Up to and including the line with "is independently atomic", return every line from the start of the entries below exactly.

═══ Record excerpts

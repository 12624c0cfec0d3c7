//! Local file-based state storage backend.
//!
//! Each resource is stored as its own JSON document under the state
//! directory, so every save and delete is independently atomic
//! (temp file + rename). Suitable for local development and
//! single-machine deployments.

use async_trait::async_trait;
use std::path::{Path, PathBuf};
use tokio::fs;
use tokio::io::AsyncWriteExt;
use tracing::{debug, info};

use crate::error::{GroundplanError, Result, StateError};

use super::lock::{LOCK_EXPIRY_SECS, LockInfo, generate_holder_id};
use super::store::StateStore;
use super::types::{ResourceState, StateSnapshot};

/// Default state directory name.
const STATE_DIR: &str = ".groundplan";

/// Subdirectory holding one JSON document per resource.
const RESOURCES_DIR: &str = "resources";

/// Lock file name.
const LOCK_FILE: &str = "state.lock";

/// Local file-based state store.
#[derive(Debug)]
pub struct LocalStateStore {
    /// Base directory for state files.
    base_dir: PathBuf,
    /// Directory holding per-resource documents.
    resources_dir: PathBuf,
    /// Path to the lock file.
    lock_path: PathBuf,
}

impl LocalStateStore {
    /// Creates a new local state store rooted in the current directory.
    ///
    /// # Errors
    ///
    /// Returns an error if the current directory cannot be determined.
    pub fn new() -> Result<Self> {
        let base_dir = std::env::current_dir()
            .map_err(|e| {
                GroundplanError::internal(format!("Cannot determine current directory: {e}"))
            })?
            .join(STATE_DIR);

        Ok(Self::with_base_dir(base_dir))
    }

    /// Creates a new local state store with a custom base directory.
    #[must_use]
    pub fn with_base_dir(base_dir: impl Into<PathBuf>) -> Self {
        let base_dir = base_dir.into();
        let resources_dir = base_dir.join(RESOURCES_DIR);
        let lock_path = base_dir.join(LOCK_FILE);

        Self {
            base_dir,
            resources_dir,
            lock_path,
        }
    }

    /// Returns the path of the document for a resource identifier.
    fn resource_path(&self, id: &str) -> PathBuf {
        self.resources_dir.join(format!("{id}.json"))
    }

    /// Ensures the state directories exist.
    async fn ensure_dirs(&self) -> Result<()> {
        if !self.resources_dir.exists() {
            debug!("Creating state directory: {}", self.base_dir.display());
            fs::create_dir_all(&self.resources_dir).await.map_err(|e| {
                GroundplanError::State(StateError::BackendError {
                    message: format!("Failed to create state directory: {e}"),
                })
            })?;
        }
        Ok(())
    }

    /// Writes content to a path atomically (temp file, fsync, rename).
    async fn write_atomic(path: &Path, content: &str) -> Result<()> {
        let temp_path = path.with_extension("tmp");

        let mut file = fs::File::create(&temp_path).await.map_err(|e| {
            GroundplanError::State(StateError::BackendError {
                message: format!("Failed to create temp state file: {e}"),
            })
        })?;

        file.write_all(content.as_bytes()).await.map_err(|e| {
            GroundplanError::State(StateError::BackendError {
                message: format!("Failed to write state file: {e}"),
            })
        })?;

        file.sync_all().await.map_err(|e| {
            GroundplanError::State(StateError::BackendError {
                message: format!("Failed to sync state file: {e}"),
            })
        })?;

        fs::rename(&temp_path, path).await.map_err(|e| {
            GroundplanError::State(StateError::BackendError {
                message: format!("Failed to rename state file: {e}"),
            })
        })?;

        Ok(())
    }

    /// Reads the lock file if it exists.
    async fn read_lock_file(&self) -> Result<Option<LockInfo>> {
        if !self.lock_path.exists() {
            return Ok(None);
        }

        let content = fs::read_to_string(&self.lock_path).await.map_err(|e| {
            GroundplanError::State(StateError::Corrupted {
                message: format!("Failed to read lock file: {e}"),
            })
        })?;

        let lock_info: LockInfo = serde_json::from_str(&content).map_err(|e| {
            GroundplanError::State(StateError::Corrupted {
                message: format!("Failed to parse lock file: {e}"),
            })
        })?;

        Ok(Some(lock_info))
    }

    /// Writes the lock file.
    async fn write_lock_file(&self, lock_info: &LockInfo) -> Result<()> {
        self.ensure_dirs().await?;

        let content = serde_json::to_string_pretty(lock_info).map_err(|e| {
            GroundplanError::State(StateError::serialization(format!(
                "Failed to serialize lock: {e}"
            )))
        })?;

        Self::write_atomic(&self.lock_path, &content).await
    }

    /// Deletes the lock file.
    async fn delete_lock_file(&self) -> Result<()> {
        if self.lock_path.exists() {
            fs::remove_file(&self.lock_path).await.map_err(|e| {
                GroundplanError::State(StateError::LockFailed {
                    message: format!("Failed to delete lock file: {e}"),
                })
            })?;
        }
        Ok(())
    }
}

#[async_trait]
impl StateStore for LocalStateStore {
    async fn load(&self) -> Result<StateSnapshot> {
        let mut snapshot = StateSnapshot::new();

        if !self.resources_dir.exists() {
            debug!(
                "State directory does not exist: {}",
                self.resources_dir.display()
            );
            return Ok(snapshot);
        }

        let mut entries = fs::read_dir(&self.resources_dir).await.map_err(|e| {
            GroundplanError::State(StateError::BackendError {
                message: format!("Failed to read state directory: {e}"),
            })
        })?;

        while let Some(entry) = entries.next_entry().await.map_err(|e| {
            GroundplanError::State(StateError::BackendError {
                message: format!("Failed to read state directory entry: {e}"),
            })
        })? {
            let path = entry.path();
            if path.extension().is_none_or(|ext| ext != "json") {
                continue;
            }

            let content = fs::read_to_string(&path).await.map_err(|e| {
                GroundplanError::State(StateError::Corrupted {
                    message: format!("Failed to read state file {}: {e}", path.display()),
                })
            })?;

            let state: ResourceState = serde_json::from_str(&content).map_err(|e| {
                GroundplanError::State(StateError::Corrupted {
                    message: format!("Failed to parse state file {}: {e}", path.display()),
                })
            })?;

            snapshot.insert(state.id.clone(), state);
        }

        info!(
            "Loaded {} resource state entries from {}",
            snapshot.len(),
            self.base_dir.display()
        );

        Ok(snapshot)
    }

    async fn save(&self, state: &ResourceState) -> Result<()> {
        self.ensure_dirs().await?;

        let path = self.resource_path(&state.id);
        debug!("Saving state entry: {}", path.display());

        let content = serde_json::to_string_pretty(state).map_err(|e| {
            GroundplanError::State(StateError::serialization(format!(
                "Failed to serialize state: {e}"
            )))
        })?;

        Self::write_atomic(&path, &content).await
    }

    async fn delete(&self, id: &str) -> Result<()> {
        let path = self.resource_path(id);

        if path.exists() {
            debug!("Deleting state entry: {}", path.display());
            fs::remove_file(&path).await.map_err(|e| {
                GroundplanError::State(StateError::BackendError {
                    message: format!("Failed to delete state file: {e}"),
                })
            })?;
        }

        Ok(())
    }

    async fn acquire_lock(&self, holder: &str) -> Result<LockInfo> {
        // Check for existing lock
        if let Some(existing) = self.read_lock_file().await? {
            if !existing.is_expired() {
                return Err(GroundplanError::State(StateError::LockedByOther {
                    holder: existing.holder.clone(),
                    since: existing.acquired_at.to_rfc3339(),
                }));
            }
            // Lock is expired, we can take it
            debug!("Expired lock found, taking over");
        }

        let holder_id = if holder.is_empty() {
            generate_holder_id()
        } else {
            holder.to_string()
        };

        let lock_info = LockInfo::new(&holder_id);
        self.write_lock_file(&lock_info).await?;

        info!(
            "Acquired state lock: {} (expires in {}s)",
            lock_info.lock_id, LOCK_EXPIRY_SECS
        );

        Ok(lock_info)
    }

    async fn release_lock(&self, lock_id: &str) -> Result<()> {
        if let Some(existing) = self.read_lock_file().await? {
            if existing.lock_id == lock_id {
                self.delete_lock_file().await?;
                info!("Released state lock: {lock_id}");
            } else {
                debug!(
                    "Lock ID mismatch: expected {lock_id}, found {}",
                    existing.lock_id
                );
            }
        }
        Ok(())
    }

    async fn lock_info(&self) -> Result<Option<LockInfo>> {
        self.read_lock_file().await
    }

    async fn is_locked(&self) -> Result<bool> {
        if let Some(lock_info) = self.read_lock_file().await? {
            return Ok(!lock_info.is_expired());
        }
        Ok(false)
    }

    fn backend_type(&self) -> &'static str {
        "local"
    }
}

#[cfg(test)]
mod tests {
    use super::*;
    use crate::config::Properties;
    use tempfile::TempDir;

    fn create_test_store() -> (LocalStateStore, TempDir) {
        let temp_dir = TempDir::new().expect("Failed to create temp dir");
        let store = LocalStateStore::with_base_dir(temp_dir.path());
        (store, temp_dir)
    }

    fn sample_state(id: &str) -> ResourceState {
        let mut properties = Properties::new();
        properties.insert(String::from("cidr"), serde_json::json!("10.1.0.0/19"));
        ResourceState::applied(id, "network", properties, format!("ext-{id}"), vec![])
    }

    #[tokio::test]
    async fn test_save_and_load() {
        let (store, _temp) = create_test_store();

        store
            .save(&sample_state("platform-vpc"))
            .await
            .expect("Failed to save state");
        store
            .save(&sample_state("platform-sg"))
            .await
            .expect("Failed to save state");

        let snapshot = store.load().await.expect("Failed to load state");
        assert_eq!(snapshot.len(), 2);
        assert_eq!(
            snapshot
                .get("platform-vpc")
                .and_then(|s| s.external_id.as_deref()),
            Some("ext-platform-vpc")
        );
    }

    #[tokio::test]
    async fn test_load_empty() {
        let (store, _temp) = create_test_store();

        let snapshot = store.load().await.expect("Load should not fail");
        assert!(snapshot.is_empty());
    }

    #[tokio::test]
    async fn test_save_is_idempotent() {
        let (store, _temp) = create_test_store();

        let state = sample_state("platform-vpc");
        store.save(&state).await.expect("first save");
        store.save(&state).await.expect("second save");

        let snapshot = store.load().await.expect("load");
        assert_eq!(snapshot.len(), 1);
        assert_eq!(snapshot.get("platform-vpc"), Some(&state));
    }

    #[tokio::test]
    async fn test_delete_entry() {
        let (store, _temp) = create_test_store();

        store.save(&sample_state("platform-vpc")).await.expect("save");
        store.delete("platform-vpc").await.expect("delete");
        // Deleting again is a no-op
        store.delete("platform-vpc").await.expect("delete again");

        let snapshot = store.load().await.expect("load");
        assert!(snapshot.is_empty());
    }

    #[tokio::test]
    async fn test_lock_acquire_release() {
        let (store, _temp) = create_test_store();

        let lock = store
            .acquire_lock("test-holder")
            .await
            .expect("Failed to acquire lock");

        assert!(store.is_locked().await.expect("is_locked failed"));

        store
            .release_lock(&lock.lock_id)
            .await
            .expect("Failed to release lock");

        assert!(!store.is_locked().await.expect("is_locked failed"));
    }

    #[tokio::test]
    async fn test_lock_conflict() {
        let (store, _temp) = create_test_store();

        let _lock1 = store
            .acquire_lock("holder-1")
            .await
            .expect("Failed to acquire first lock");

        let result = store.acquire_lock("holder-2").await;
        assert!(result.is_err());
    }
}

══════

Task output:
repository 12624c0cfec0d3c7
//! Local file-based state storage backend.
//!
//! Each resource is stored as its own JSON document under the state
//! directory, so every save and delete is independently atomic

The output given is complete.